Aim of the task — Could you set down every record below exactly as it appears?

Recorded information —
>>>>

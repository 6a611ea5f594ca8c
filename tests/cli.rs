use assert_cmd::prelude::*;
use predicates::str::{contains, is_match};
use std::process::Command;

#[test]
fn passforge_cli() {
    Command::cargo_bin("passforge")
        .unwrap()
        .assert()
        .failure()
        .stderr(contains(
            "passforge - Secure password generation with guaranteed class coverage",
        ))
        .stderr(contains("generate"))
        .stderr(contains("Generate a password"))
        .stderr(contains("classify"))
        .stderr(contains("Classify the strength of an existing password"))
        .stderr(contains("-h, --help"))
        .stderr(contains("Print help"))
        .stderr(contains("-V, --version"))
        .stderr(contains("Print version"));
}

#[test]
fn passforge_cli_generate_help() {
    Command::cargo_bin("passforge")
        .unwrap()
        .arg("generate")
        .arg("--help")
        .assert()
        .success()
        .stdout(contains("--length"))
        .stdout(contains("--uppercase"))
        .stdout(contains("--lowercase"))
        .stdout(contains("--digits"))
        .stdout(contains("--symbols"))
        .stdout(contains("--config"))
        .stdout(contains("--show-strength"));
}

#[test]
fn generate_default_length() {
    Command::cargo_bin("passforge")
        .unwrap()
        .arg("generate")
        .assert()
        .success()
        .stdout(is_match(r"\A.{16}\n\z").unwrap());
}

#[test]
fn generate_digits_only() {
    Command::cargo_bin("passforge")
        .unwrap()
        .args(["generate", "--length", "6", "--digits"])
        .assert()
        .success()
        .stdout(is_match(r"\A[0-9]{6}\n\z").unwrap());
}

#[test]
fn generate_length_out_of_bounds_fails() {
    Command::cargo_bin("passforge")
        .unwrap()
        .args(["generate", "--length", "2"])
        .assert()
        .failure()
        .code(1)
        .stderr(contains("Invalid request"))
        .stderr(contains("outside supported range"));
}

#[test]
fn generate_show_strength_reports_on_stderr() {
    Command::cargo_bin("passforge")
        .unwrap()
        .args(["generate", "--length", "16", "--show-strength"])
        .assert()
        .success()
        .stdout(is_match(r"\A.{16}\n\z").unwrap())
        .stderr(contains("strength: strong"));
}

#[test]
fn generate_missing_config_fails() {
    Command::cargo_bin("passforge")
        .unwrap()
        .args(["generate", "--config", "/nonexistent/passforge.toml"])
        .assert()
        .failure()
        .code(1)
        .stderr(contains("Failed to load config"));
}

#[test]
fn classify_strong_password() {
    Command::cargo_bin("passforge")
        .unwrap()
        .args(["classify", "Ab1!Ab1!Ab1!"])
        .assert()
        .success()
        .stdout(contains("strong (score 6/6)"));
}

#[test]
fn classify_weak_password() {
    Command::cargo_bin("passforge")
        .unwrap()
        .args(["classify", "abcdefgh"])
        .assert()
        .success()
        .stdout(contains("weak (score 2/6)"));
}

#[test]
fn classify_medium_password() {
    Command::cargo_bin("passforge")
        .unwrap()
        .args(["classify", "Abcdefgh12"])
        .assert()
        .success()
        .stdout(contains("medium (score 4/6)"));
}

<<<<

Response below —
repository 6a611ea5f594ca8c
filename tests/cli.rs
use assert_cmd::prelude::*;
use predicates::str::{contains, is_match};
use std::process::Command;

#[test]
fn passforge_cli() {
    Command::cargo_bin("passforge")
        .unwrap()
        .assert()
        .failure()
        .stderr(contains(
            "passforge - Secure password generation with guaranteed class coverage",
        ))
        .stderr(contains("generate"))
        .stderr(contains("Generate a password"))
        .stderr(contains("classify"))
        .stderr(contains("Classify the strength of an existing password"))
        .stderr(contains("-h, --help"))
        .stderr(contains("Print help"))
        .stderr(contains("-V, --version"))
        .stderr(contains("Print version"));
}

#[test]
fn passforge_cli_generate_help() {
    Command::cargo_bin("passforge")
        .unwrap()
        .arg("generate")
        .arg("--help")
        .assert()
        .success()
        .stdout(contains("--length"))
        .stdout(contains("--uppercase"))
        .stdout(contains("--lowercase"))
        .stdout(contains("--digits"))
        .stdout(contains("--symbols"))
        .stdout(contains("--config"))
        .stdout(contains("--show-strength"));
}

#[test]
fn generate_default_length() {
    Command::cargo_bin("passforge")
        .unwrap()
        .arg("generate")
        .assert()
        .success()
        .stdout(is_match(r"\A.{16}\n\z").unwrap());
}

#[test]
fn generate_digits_only() {
    Command::cargo_bin("passforge")
        .unwrap()
        .args(["generate", "--length", "6", "--digits"])
        .assert()
        .success()
        .stdout(is_match(r"\A[0-9]{6}\n\z").unwrap());
}

#[test]
fn generate_length_out_of_bounds_fails() {
    Command::cargo_bin("passforge")
        .unwrap()
        .args(["generate", "--length", "2"])
        .assert()
        .failure()
        .code(1)
        .stderr(contains("Invalid request"))
        .stderr(contains("outside supported range"));
}

#[test]
fn generate_show_strength_reports_on_stderr() {
    Command::cargo_bin("passforge")
        .unwrap()
        .args(["generate", "--length", "16", "--show-strength"])
        .assert()
        .success()
        .stdout(is_match(r"\A.{16}\n\z").unwrap())
        .stderr(contains("strength: strong"));
}

#[test]
fn generate_missing_config_fails() {
    Command::cargo_bin("passforge")
        .unwrap()
        .args(["generate", "--config", "/nonexistent/passforge.toml"])
        .assert()
        .failure()
        .code(1)
        .stderr(contains("Failed to load config"));
}

#[test]
fn classify_strong_password() {
    Command::cargo_bin("passforge")
        .unwrap()
        .args(["classify", "Ab1!Ab1!Ab1!"])
        .assert()
        .success()
        .stdout(contains("strong (score 6/6)"));
}

#[test]
fn classify_weak_password() {
    Command::cargo_bin("passforge")
        .unwrap()
        .args(["classify", "abcdefgh"])
        .assert()
        .success()
        .stdout(contains("weak (score 2/6)"));
}

#[test]
fn classify_medium_password() {
    Command::cargo_bin("passforge")
        .unwrap()
        .args(["classify", "Abcdefgh12"])
        .assert()
        .success()
        .stdout(contains("medium (score 4/6)"));
}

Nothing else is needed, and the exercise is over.